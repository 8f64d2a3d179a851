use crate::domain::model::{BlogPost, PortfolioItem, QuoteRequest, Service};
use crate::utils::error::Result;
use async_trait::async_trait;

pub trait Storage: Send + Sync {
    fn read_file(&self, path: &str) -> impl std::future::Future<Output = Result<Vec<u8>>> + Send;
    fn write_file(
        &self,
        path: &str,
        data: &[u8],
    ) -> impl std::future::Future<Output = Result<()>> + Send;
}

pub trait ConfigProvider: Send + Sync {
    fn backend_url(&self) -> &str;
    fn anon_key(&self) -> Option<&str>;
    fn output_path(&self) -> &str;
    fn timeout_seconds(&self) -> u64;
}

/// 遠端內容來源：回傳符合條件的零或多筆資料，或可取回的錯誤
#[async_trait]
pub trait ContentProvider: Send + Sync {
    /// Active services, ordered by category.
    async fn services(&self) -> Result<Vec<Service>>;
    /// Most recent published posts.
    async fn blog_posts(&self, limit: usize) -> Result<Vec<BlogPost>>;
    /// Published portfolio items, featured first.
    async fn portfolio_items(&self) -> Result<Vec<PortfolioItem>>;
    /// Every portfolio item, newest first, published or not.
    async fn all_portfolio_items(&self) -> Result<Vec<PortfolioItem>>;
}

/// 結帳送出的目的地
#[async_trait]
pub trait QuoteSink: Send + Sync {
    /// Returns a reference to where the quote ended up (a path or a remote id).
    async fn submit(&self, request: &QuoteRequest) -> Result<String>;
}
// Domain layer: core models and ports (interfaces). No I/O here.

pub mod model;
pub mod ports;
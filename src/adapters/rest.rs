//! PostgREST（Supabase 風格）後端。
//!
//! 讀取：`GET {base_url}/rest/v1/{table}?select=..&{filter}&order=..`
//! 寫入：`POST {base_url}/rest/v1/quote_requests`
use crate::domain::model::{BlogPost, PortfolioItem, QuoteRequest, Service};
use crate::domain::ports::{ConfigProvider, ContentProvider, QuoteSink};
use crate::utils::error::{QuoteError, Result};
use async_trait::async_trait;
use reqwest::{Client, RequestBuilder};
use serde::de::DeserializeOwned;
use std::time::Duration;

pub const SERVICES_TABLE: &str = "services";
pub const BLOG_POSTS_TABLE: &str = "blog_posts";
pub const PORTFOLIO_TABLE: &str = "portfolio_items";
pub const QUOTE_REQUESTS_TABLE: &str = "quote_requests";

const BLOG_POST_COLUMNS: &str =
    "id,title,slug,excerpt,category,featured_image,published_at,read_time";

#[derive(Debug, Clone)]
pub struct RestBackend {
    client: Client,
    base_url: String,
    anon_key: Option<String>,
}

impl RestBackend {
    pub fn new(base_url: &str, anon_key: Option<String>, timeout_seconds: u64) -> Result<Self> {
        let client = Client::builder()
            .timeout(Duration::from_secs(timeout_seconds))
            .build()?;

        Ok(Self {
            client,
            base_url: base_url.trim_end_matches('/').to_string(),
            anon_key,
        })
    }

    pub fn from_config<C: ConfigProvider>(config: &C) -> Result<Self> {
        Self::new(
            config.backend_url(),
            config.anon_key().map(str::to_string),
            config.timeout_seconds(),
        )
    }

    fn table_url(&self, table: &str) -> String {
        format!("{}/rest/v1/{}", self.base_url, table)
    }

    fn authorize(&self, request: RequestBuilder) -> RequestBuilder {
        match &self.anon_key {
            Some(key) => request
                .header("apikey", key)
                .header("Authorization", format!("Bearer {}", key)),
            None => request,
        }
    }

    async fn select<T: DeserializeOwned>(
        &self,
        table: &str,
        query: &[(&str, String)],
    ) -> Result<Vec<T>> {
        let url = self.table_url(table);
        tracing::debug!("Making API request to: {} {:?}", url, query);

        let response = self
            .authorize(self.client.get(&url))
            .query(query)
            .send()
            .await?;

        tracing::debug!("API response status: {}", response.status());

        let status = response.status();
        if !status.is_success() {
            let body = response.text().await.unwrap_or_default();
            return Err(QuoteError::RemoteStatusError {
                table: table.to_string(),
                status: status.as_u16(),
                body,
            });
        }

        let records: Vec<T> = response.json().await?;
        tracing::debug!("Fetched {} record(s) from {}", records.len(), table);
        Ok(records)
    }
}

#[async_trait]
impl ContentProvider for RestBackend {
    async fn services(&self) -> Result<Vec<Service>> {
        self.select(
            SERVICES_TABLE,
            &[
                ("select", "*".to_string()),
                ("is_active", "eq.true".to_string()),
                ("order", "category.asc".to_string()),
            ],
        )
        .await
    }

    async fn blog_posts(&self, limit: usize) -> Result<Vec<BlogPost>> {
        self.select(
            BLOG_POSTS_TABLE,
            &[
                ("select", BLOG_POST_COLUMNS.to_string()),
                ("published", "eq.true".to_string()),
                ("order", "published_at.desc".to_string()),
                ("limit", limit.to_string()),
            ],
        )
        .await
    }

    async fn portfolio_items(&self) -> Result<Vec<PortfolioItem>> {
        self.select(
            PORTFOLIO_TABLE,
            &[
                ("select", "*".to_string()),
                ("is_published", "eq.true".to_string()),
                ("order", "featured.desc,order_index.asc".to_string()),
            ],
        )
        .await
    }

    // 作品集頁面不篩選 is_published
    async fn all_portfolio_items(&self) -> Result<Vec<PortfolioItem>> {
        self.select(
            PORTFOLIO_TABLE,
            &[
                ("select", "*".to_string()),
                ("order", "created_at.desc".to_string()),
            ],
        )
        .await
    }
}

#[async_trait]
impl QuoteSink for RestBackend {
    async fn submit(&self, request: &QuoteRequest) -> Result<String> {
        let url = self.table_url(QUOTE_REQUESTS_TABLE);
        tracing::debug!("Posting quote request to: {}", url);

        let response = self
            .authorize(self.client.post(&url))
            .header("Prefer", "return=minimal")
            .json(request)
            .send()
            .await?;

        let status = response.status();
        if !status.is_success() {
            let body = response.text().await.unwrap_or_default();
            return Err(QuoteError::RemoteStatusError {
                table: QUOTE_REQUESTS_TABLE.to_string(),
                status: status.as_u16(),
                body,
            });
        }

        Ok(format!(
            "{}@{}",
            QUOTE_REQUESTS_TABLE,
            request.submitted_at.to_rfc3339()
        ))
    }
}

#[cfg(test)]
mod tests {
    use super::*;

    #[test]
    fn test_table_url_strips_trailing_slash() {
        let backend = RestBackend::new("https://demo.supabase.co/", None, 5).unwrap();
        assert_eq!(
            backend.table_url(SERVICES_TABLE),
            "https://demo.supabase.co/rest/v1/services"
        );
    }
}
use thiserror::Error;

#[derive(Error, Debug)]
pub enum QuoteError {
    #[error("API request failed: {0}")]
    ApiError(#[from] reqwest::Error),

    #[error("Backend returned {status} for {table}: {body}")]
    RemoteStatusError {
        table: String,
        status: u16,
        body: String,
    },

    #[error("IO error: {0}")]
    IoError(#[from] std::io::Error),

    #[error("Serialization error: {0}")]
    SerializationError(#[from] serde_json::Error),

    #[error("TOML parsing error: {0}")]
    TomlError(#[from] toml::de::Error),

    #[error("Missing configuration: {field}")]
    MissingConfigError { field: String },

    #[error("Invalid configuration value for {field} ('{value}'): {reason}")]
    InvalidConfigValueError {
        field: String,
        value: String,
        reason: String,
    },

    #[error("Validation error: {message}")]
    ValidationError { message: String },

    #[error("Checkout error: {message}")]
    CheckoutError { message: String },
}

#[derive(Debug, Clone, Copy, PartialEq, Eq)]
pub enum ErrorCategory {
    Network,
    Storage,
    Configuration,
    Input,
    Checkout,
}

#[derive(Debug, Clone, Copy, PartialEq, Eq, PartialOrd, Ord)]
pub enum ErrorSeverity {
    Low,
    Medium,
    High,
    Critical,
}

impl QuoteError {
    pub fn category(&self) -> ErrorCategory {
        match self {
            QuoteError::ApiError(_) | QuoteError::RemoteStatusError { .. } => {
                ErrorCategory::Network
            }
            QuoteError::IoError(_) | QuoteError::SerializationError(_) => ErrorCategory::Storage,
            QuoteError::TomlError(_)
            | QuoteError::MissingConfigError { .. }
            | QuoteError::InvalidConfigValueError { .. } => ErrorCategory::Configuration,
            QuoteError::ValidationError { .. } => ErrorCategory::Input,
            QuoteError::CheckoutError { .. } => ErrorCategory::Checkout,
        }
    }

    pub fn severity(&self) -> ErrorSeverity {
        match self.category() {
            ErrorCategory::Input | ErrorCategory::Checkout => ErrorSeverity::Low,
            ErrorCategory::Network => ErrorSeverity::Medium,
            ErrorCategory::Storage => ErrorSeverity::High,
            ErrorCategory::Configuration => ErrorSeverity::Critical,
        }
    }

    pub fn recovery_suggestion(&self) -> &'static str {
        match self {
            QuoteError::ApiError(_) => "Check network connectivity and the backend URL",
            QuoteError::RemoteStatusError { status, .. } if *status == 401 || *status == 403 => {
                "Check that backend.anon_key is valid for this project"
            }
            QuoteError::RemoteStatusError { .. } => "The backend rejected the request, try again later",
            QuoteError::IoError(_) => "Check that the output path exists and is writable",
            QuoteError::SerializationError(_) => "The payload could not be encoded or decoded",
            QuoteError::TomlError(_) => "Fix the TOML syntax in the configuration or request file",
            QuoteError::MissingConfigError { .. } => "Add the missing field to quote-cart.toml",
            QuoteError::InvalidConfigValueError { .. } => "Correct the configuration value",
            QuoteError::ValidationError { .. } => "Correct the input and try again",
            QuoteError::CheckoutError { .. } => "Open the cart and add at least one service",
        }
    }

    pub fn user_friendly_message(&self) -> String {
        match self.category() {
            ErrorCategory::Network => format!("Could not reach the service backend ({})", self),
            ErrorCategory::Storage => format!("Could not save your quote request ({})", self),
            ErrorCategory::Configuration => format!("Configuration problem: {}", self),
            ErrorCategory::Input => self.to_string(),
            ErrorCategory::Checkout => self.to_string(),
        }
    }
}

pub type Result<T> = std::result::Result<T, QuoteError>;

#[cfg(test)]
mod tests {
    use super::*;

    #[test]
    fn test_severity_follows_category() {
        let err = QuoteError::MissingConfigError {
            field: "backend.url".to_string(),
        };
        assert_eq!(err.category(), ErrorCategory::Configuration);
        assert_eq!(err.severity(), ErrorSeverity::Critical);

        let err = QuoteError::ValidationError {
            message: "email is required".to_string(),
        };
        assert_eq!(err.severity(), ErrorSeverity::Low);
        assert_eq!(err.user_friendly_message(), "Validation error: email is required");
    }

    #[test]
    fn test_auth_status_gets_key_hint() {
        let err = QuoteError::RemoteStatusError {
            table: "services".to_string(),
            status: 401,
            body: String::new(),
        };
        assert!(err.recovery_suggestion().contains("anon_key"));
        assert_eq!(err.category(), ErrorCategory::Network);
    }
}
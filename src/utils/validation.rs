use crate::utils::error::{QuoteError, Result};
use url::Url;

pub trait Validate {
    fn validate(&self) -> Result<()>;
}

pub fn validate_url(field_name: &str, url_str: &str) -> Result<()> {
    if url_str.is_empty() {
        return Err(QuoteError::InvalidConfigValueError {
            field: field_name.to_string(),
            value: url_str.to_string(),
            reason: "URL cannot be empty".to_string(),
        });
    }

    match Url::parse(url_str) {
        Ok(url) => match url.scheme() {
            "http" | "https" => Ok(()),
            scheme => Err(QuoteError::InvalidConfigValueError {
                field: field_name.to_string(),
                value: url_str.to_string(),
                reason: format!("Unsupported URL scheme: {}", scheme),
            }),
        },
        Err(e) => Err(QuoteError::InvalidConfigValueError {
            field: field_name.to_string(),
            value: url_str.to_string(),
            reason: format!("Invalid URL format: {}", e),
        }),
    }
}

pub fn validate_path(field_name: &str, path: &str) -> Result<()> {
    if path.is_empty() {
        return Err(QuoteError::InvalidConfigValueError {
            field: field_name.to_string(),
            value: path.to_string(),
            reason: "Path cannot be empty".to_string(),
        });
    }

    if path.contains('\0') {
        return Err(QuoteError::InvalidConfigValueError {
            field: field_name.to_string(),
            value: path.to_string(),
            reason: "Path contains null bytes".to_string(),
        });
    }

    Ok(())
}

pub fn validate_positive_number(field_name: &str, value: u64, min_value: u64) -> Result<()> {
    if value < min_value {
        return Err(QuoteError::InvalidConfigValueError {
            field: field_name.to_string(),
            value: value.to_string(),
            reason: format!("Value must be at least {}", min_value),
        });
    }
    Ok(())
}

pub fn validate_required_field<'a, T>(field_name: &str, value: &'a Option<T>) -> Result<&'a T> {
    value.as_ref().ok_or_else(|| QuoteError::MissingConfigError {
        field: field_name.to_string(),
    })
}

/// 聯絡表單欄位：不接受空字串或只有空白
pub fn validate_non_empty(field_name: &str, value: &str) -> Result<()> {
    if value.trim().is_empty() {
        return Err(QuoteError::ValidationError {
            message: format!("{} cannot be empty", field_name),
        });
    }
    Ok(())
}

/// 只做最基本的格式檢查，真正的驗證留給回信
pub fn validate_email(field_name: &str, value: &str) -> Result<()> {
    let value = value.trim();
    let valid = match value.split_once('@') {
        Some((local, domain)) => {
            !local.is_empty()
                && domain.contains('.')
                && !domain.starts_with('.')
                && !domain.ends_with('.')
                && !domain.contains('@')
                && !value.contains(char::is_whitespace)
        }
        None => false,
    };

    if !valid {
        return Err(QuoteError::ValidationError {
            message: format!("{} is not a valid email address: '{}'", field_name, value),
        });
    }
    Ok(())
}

• What you will do:
Please tally the lines of the data in which the string "that" appears and write only the total.

• Written reply:
2